Dronescapes is a multi-modal aerial imagery dataset captured from drones, designed for multi-task learning research including semantic segmentation, depth estimation, and surface normal prediction. The dataset contains RGB images at 960×540 resolution along with multiple annotation modalities across three distinct test scenes (Barsana, Comana, and Norway).

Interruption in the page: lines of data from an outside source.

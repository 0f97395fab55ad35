//! Injectable randomness.
//!
//! Every generator draws through [`RandomSource`]. It is implemented for
//! `rand`'s thread RNG (the default) and for [`StdRng`], which [`seeded`]
//! builds from a `u64` when output has to be reproducible.

use rand::{Rng, SeedableRng};

pub use rand::rngs::{StdRng, ThreadRng};

/// A source of uniform floats in [0, 1).
pub trait RandomSource {
    /// Next float in [0.0, 1.0).
    fn next_f64(&mut self) -> f64;

    /// Uniform float in [lo, hi).
    fn range(&mut self, lo: f64, hi: f64) -> f64 {
        (hi - lo).mul_add(self.next_f64(), lo)
    }

    /// Symmetric jitter in [-amount, amount).
    fn jitter(&mut self, amount: f64) -> f64 {
        self.range(-amount, amount)
    }

    /// Uniform index in `0..len`. `len` must be non-zero.
    #[allow(clippy::cast_possible_truncation, clippy::cast_sign_loss, clippy::cast_precision_loss)]
    fn index(&mut self, len: usize) -> usize {
        debug_assert!(len > 0, "index() on an empty range");
        ((self.next_f64() * len as f64) as usize).min(len - 1)
    }

    /// Pick a random element from a slice. `None` when empty.
    fn pick<'a, T>(&mut self, slice: &'a [T]) -> Option<&'a T>
    where
        Self: Sized,
    {
        if slice.is_empty() {
            None
        } else {
            Some(&slice[self.index(slice.len())])
        }
    }
}

impl<R: RandomSource + ?Sized> RandomSource for &mut R {
    fn next_f64(&mut self) -> f64 {
        (**self).next_f64()
    }
}

// ---------------------------------------------------------------------------
// rand-backed sources
// ---------------------------------------------------------------------------

/// The default, non-reproducible source: the thread-local RNG.
impl RandomSource for ThreadRng {
    fn next_f64(&mut self) -> f64 {
        self.r#gen::<f64>()
    }
}

/// The reproducible source. Build one with [`seeded`].
impl RandomSource for StdRng {
    fn next_f64(&mut self) -> f64 {
        self.r#gen::<f64>()
    }
}

/// A fresh thread-local source.
#[must_use]
pub fn thread_source() -> ThreadRng {
    rand::thread_rng()
}

/// A deterministic source: equal seeds give equal palettes.
#[must_use]
pub fn seeded(seed: u64) -> StdRng {
    StdRng::seed_from_u64(seed)
}

// ---------------------------------------------------------------------------
// Tests
// ---------------------------------------------------------------------------
// SPDX-License-Identifier: MIT
//
// swatch color system — hex, 8-bit sRGB and HSL.
//
// Single-character variable names (r, g, b, h, s, l, c, x, m) are the
// standard mathematical convention in color science. Renaming them would
// make the code harder to compare against reference implementations.
#![allow(clippy::many_single_char_names)]
//
// Palettes travel as flat `role -> "#rrggbb"` maps, so hex is the storage
// format. HSL is the editing space: harmony offsets rotate hue, bands pin
// lightness, mood jitter nudges all three. 8-bit sRGB sits between the two
// and is what luminance math reads.
//
// Conversion pipeline:
//
//   hex ↔ Rgb (u8 channels) ↔ Hsl (degrees, percent, percent)
//
// Every HSL → hex trip rounds to 8-bit channels, so a round trip is exact
// for hex → Rgb → hex and within ±1 unit per channel for HSL → hex → HSL.

use std::fmt;
use std::str::FromStr;

use serde::{Deserialize, Serialize};
use thiserror::Error;

// ─── Errors ──────────────────────────────────────────────────────────────────

/// Failure to read a color value.
#[derive(Error, Debug, Clone, PartialEq, Eq)]
pub enum ColorError {
    /// Not exactly three hex byte-pairs (an optional leading `#` is allowed).
    #[error("invalid color format '{input}': expected 6 hex digits (RRGGBB), optional leading '#'")]
    InvalidFormat { input: String },
}

// ─── Rgb ─────────────────────────────────────────────────────────────────────

/// An opaque 8-bit sRGB color.
///
/// # Examples
///
/// ```
/// use swatch_color::color::Rgb;
///
/// let teal = Rgb::from_hex("#008080").unwrap();
/// assert_eq!(teal, Rgb::new(0, 128, 128));
/// assert_eq!(teal.to_hex(), "#008080");
/// ```
#[derive(Debug, Clone, Copy, PartialEq, Eq, Hash, Serialize, Deserialize)]
pub struct Rgb {
    pub r: u8,
    pub g: u8,
    pub b: u8,
}

impl Rgb {
    /// Pure black.
    pub const BLACK: Self = Self::new(0, 0, 0);

    /// Pure white.
    pub const WHITE: Self = Self::new(255, 255, 255);

    #[inline]
    #[must_use]
    pub const fn new(r: u8, g: u8, b: u8) -> Self {
        Self { r, g, b }
    }

    /// Parse a `RRGGBB` or `#RRGGBB` string (either case).
    ///
    /// # Errors
    ///
    /// Returns [`ColorError::InvalidFormat`] for anything that is not exactly
    /// three hex byte-pairs. Short forms (`#fff`) and alpha are rejected.
    pub fn from_hex(s: &str) -> Result<Self, ColorError> {
        parse_hex(s).ok_or_else(|| ColorError::InvalidFormat { input: s.to_string() })
    }

    /// Lowercase `#rrggbb`.
    #[must_use]
    pub fn to_hex(self) -> String {
        format!("#{:02x}{:02x}{:02x}", self.r, self.g, self.b)
    }

    /// Channels scaled to [0.0, 1.0].
    #[must_use]
    pub fn to_unit(self) -> (f64, f64, f64) {
        (
            f64::from(self.r) / 255.0,
            f64::from(self.g) / 255.0,
            f64::from(self.b) / 255.0,
        )
    }

    #[must_use]
    pub fn to_hsl(self) -> Hsl {
        rgb_to_hsl(self)
    }
}

impl fmt::Display for Rgb {
    fn fmt(&self, f: &mut fmt::Formatter<'_>) -> fmt::Result {
        f.write_str(&self.to_hex())
    }
}

impl FromStr for Rgb {
    type Err = ColorError;

    fn from_str(s: &str) -> Result<Self, Self::Err> {
        Self::from_hex(s)
    }
}

// ─── Hsl ─────────────────────────────────────────────────────────────────────

/// A color in HSL space.
///
/// - `h`: hue in degrees, always in [0, 360)
/// - `s`: saturation in percent, [0, 100]
/// - `l`: lightness in percent, [0, 100]
///
/// The constructor wraps hue and clamps saturation and lightness, so every
/// `Hsl` value is legal.
#[derive(Debug, Clone, Copy, PartialEq, Serialize, Deserialize)]
pub struct Hsl {
    pub h: f64,
    pub s: f64,
    pub l: f64,
}

impl Hsl {
    #[must_use]
    pub fn new(h: f64, s: f64, l: f64) -> Self {
        Self {
            h: wrap_hue(h),
            s: clamp_percent(s),
            l: clamp_percent(l),
        }
    }

    /// Rotate the hue by `degrees` (negative rotates backwards).
    #[must_use]
    pub fn shift_hue(self, degrees: f64) -> Self {
        Self::new(self.h + degrees, self.s, self.l)
    }

    #[must_use]
    pub fn with_saturation(self, s: f64) -> Self {
        Self::new(self.h, s, self.l)
    }

    #[must_use]
    pub fn with_lightness(self, l: f64) -> Self {
        Self::new(self.h, self.s, l)
    }

    #[must_use]
    pub fn to_rgb(self) -> Rgb {
        hsl_to_rgb(self.h, self.s, self.l)
    }

    #[must_use]
    pub fn to_hex(self) -> String {
        self.to_rgb().to_hex()
    }
}

// ─── Free conversions ────────────────────────────────────────────────────────

/// Parse hex into 8-bit channels.
///
/// # Errors
///
/// See [`Rgb::from_hex`].
pub fn hex_to_rgb(hex: &str) -> Result<Rgb, ColorError> {
    Rgb::from_hex(hex)
}

/// Canonical `#rrggbb` form of a hex string.
///
/// # Errors
///
/// See [`Rgb::from_hex`].
pub fn normalize_hex(hex: &str) -> Result<String, ColorError> {
    Rgb::from_hex(hex).map(Rgb::to_hex)
}

/// Convert 8-bit sRGB to HSL.
#[must_use]
pub fn rgb_to_hsl(rgb: Rgb) -> Hsl {
    let (r, g, b) = rgb.to_unit();
    let max = r.max(g).max(b);
    let min = r.min(g).min(b);
    let l = (max + min) / 2.0;
    let delta = max - min;

    if delta <= f64::EPSILON {
        return Hsl::new(0.0, 0.0, l * 100.0);
    }

    let s = if l > 0.5 {
        delta / (2.0 - max - min)
    } else {
        delta / (max + min)
    };

    #[allow(clippy::float_cmp)]
    let h = if max == r {
        (g - b) / delta + if g < b { 6.0 } else { 0.0 }
    } else if max == g {
        (b - r) / delta + 2.0
    } else {
        (r - g) / delta + 4.0
    };

    Hsl::new(h * 60.0, s * 100.0, l * 100.0)
}

/// Convert HSL (degrees, percent, percent) to 8-bit sRGB.
///
/// Hue wraps mod 360; saturation and lightness are clamped to [0, 100].
#[must_use]
pub fn hsl_to_rgb(h: f64, s: f64, l: f64) -> Rgb {
    let h = wrap_hue(h);
    let s = clamp_percent(s) / 100.0;
    let l = clamp_percent(l) / 100.0;

    let c = (1.0 - 2.0f64.mul_add(l, -1.0).abs()) * s;
    let x = c * (1.0 - ((h / 60.0) % 2.0 - 1.0).abs());
    let m = l - c / 2.0;

    let (r, g, b) = match h {
        h if h < 60.0 => (c, x, 0.0),
        h if h < 120.0 => (x, c, 0.0),
        h if h < 180.0 => (0.0, c, x),
        h if h < 240.0 => (0.0, x, c),
        h if h < 300.0 => (x, 0.0, c),
        _ => (c, 0.0, x),
    };

    Rgb::new(to_u8(r + m), to_u8(g + m), to_u8(b + m))
}

/// Convert HSL (degrees, percent, percent) straight to `#rrggbb`.
#[must_use]
pub fn hsl_to_hex(h: f64, s: f64, l: f64) -> String {
    hsl_to_rgb(h, s, l).to_hex()
}

/// Linearize one sRGB channel in [0.0, 1.0] (WCAG 2.x definition).
///
/// Uses the 0.03928 knee from the WCAG text rather than the IEC 0.04045;
/// the two agree on every 8-bit input.
#[inline]
#[must_use]
pub fn srgb_to_linear(c: f64) -> f64 {
    if c <= 0.039_28 {
        c / 12.92
    } else {
        ((c + 0.055) / 1.055).powf(2.4)
    }
}

/// Normalize a hue to [0, 360).
#[inline]
#[must_use]
pub fn wrap_hue(h: f64) -> f64 {
    let h = h.rem_euclid(360.0);
    // rem_euclid can return exactly 360.0 for tiny negative inputs.
    if h >= 360.0 { 0.0 } else { h }
}

/// Clamp a saturation or lightness value to [0, 100].
#[inline]
#[must_use]
pub fn clamp_percent(v: f64) -> f64 {
    v.clamp(0.0, 100.0)
}

/// Shortest angular distance between two hues, in [0, 180].
#[must_use]
pub fn hue_distance(a: f64, b: f64) -> f64 {
    let d = wrap_hue(a - b);
    if d > 180.0 { 360.0 - d } else { d }
}

// ─── Parsing helpers ─────────────────────────────────────────────────────────

fn parse_hex(s: &str) -> Option<Rgb> {
    let s = s.strip_prefix('#').unwrap_or(s);
    let bytes = s.as_bytes();
    if bytes.len() != 6 {
        return None;
    }
    let r = parse_hex_byte(&bytes[0..2])?;
    let g = parse_hex_byte(&bytes[2..4])?;
    let b = parse_hex_byte(&bytes[4..6])?;
    Some(Rgb::new(r, g, b))
}

#[inline]
const fn parse_hex_digit(c: u8) -> Option<u8> {
    match c {
        b'0'..=b'9' => Some(c - b'0'),
        b'a'..=b'f' => Some(c - b'a' + 10),
        b'A'..=b'F' => Some(c - b'A' + 10),
        _ => None,
    }
}

#[inline]
fn parse_hex_byte(bytes: &[u8]) -> Option<u8> {
    let hi = parse_hex_digit(bytes[0])?;
    let lo = parse_hex_digit(bytes[1])?;
    Some(hi << 4 | lo)
}

/// Convert a float (0.0–1.0) to a u8 (0–255) with correct rounding.
#[inline]
#[allow(clippy::cast_possible_truncation, clippy::cast_sign_loss)]
fn to_u8(v: f64) -> u8 {
    // Safe: clamp guarantees 0.0 <= value <= 255.0 before truncation.
    v.mul_add(255.0, 0.5).clamp(0.0, 255.0) as u8
}

// ─── Tests ───────────────────────────────────────────────────────────────────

This version is formatted for FiftyOne with comprehensive field structure and mask targets.

Curated by: Alina Marcu, Mihai Pirvu, Dragos Costea, Emanuela Haller, Emil Slusanschi, Ahmed Nabil Belbachir, Rahul Sukthankar, Marius Leordeanu
Language(s) (NLP): Not applicable (computer vision dataset)
License: [More Information Needed]

Dataset Sources#

Repository: https://huggingface.co/datasets/Meehai/dronescapes
Paper: Self-Supervised Hypergraphs for Learning Multiple World Interpretations (ICCV 2023 Workshop)
Website: https://sites.google.com/view/dronescapes-dataset

Uses#

Direct Use#

This dataset is suitable for:

Multi-task learning research combining semantic segmentation, depth estimation, and surface normal prediction
Aerial scene understanding and drone navigation research
Safe landing zone detection for UAVs
Benchmarking computer vision models on aerial imagery
Multi-modal learning with various sensor modalities
Comparative analysis across different segmentation models (COCO, Mapillary, ensemble methods)

Dataset Structure#

FiftyOne Dataset Format#

Sample Fields#

Core Fields:

filepath: Path to RGB image file
metadata: Image metadata including size_bytes, mime_type, width, height, num_channels
tags: List of tags for organizational purposes
id, created_at, last_modified_at: Standard FiftyOne tracking fields

Video Context Fields:

location: Classification field indicating scene/location
video_name: Original video sequence name
video_type: Type/category of video
frame_number: Frame index within video sequence
has_ground_truth: Boolean indicating availability of SfM-derived ground truth

Depth and Normal Fields (Heatmap type):

ground_truth_depth: SfM-derived depth maps
ground_truth_normals: SfM-derived surface normals
depth_marigold: Monocular depth predictions from Marigold model
normals_svd: Surface normal predictions from SVD-based method

Semantic Segmentation Fields (Segmentation type):

Original Model Outputs:

semantic_coco: 133-class COCO panoptic segmentation
semantic_mapillary_swin: 65-class Mapillary segmentation (Swin backbone)
semantic_mapillary_r50: 65-class Mapillary segmentation (ResNet-50 backbone)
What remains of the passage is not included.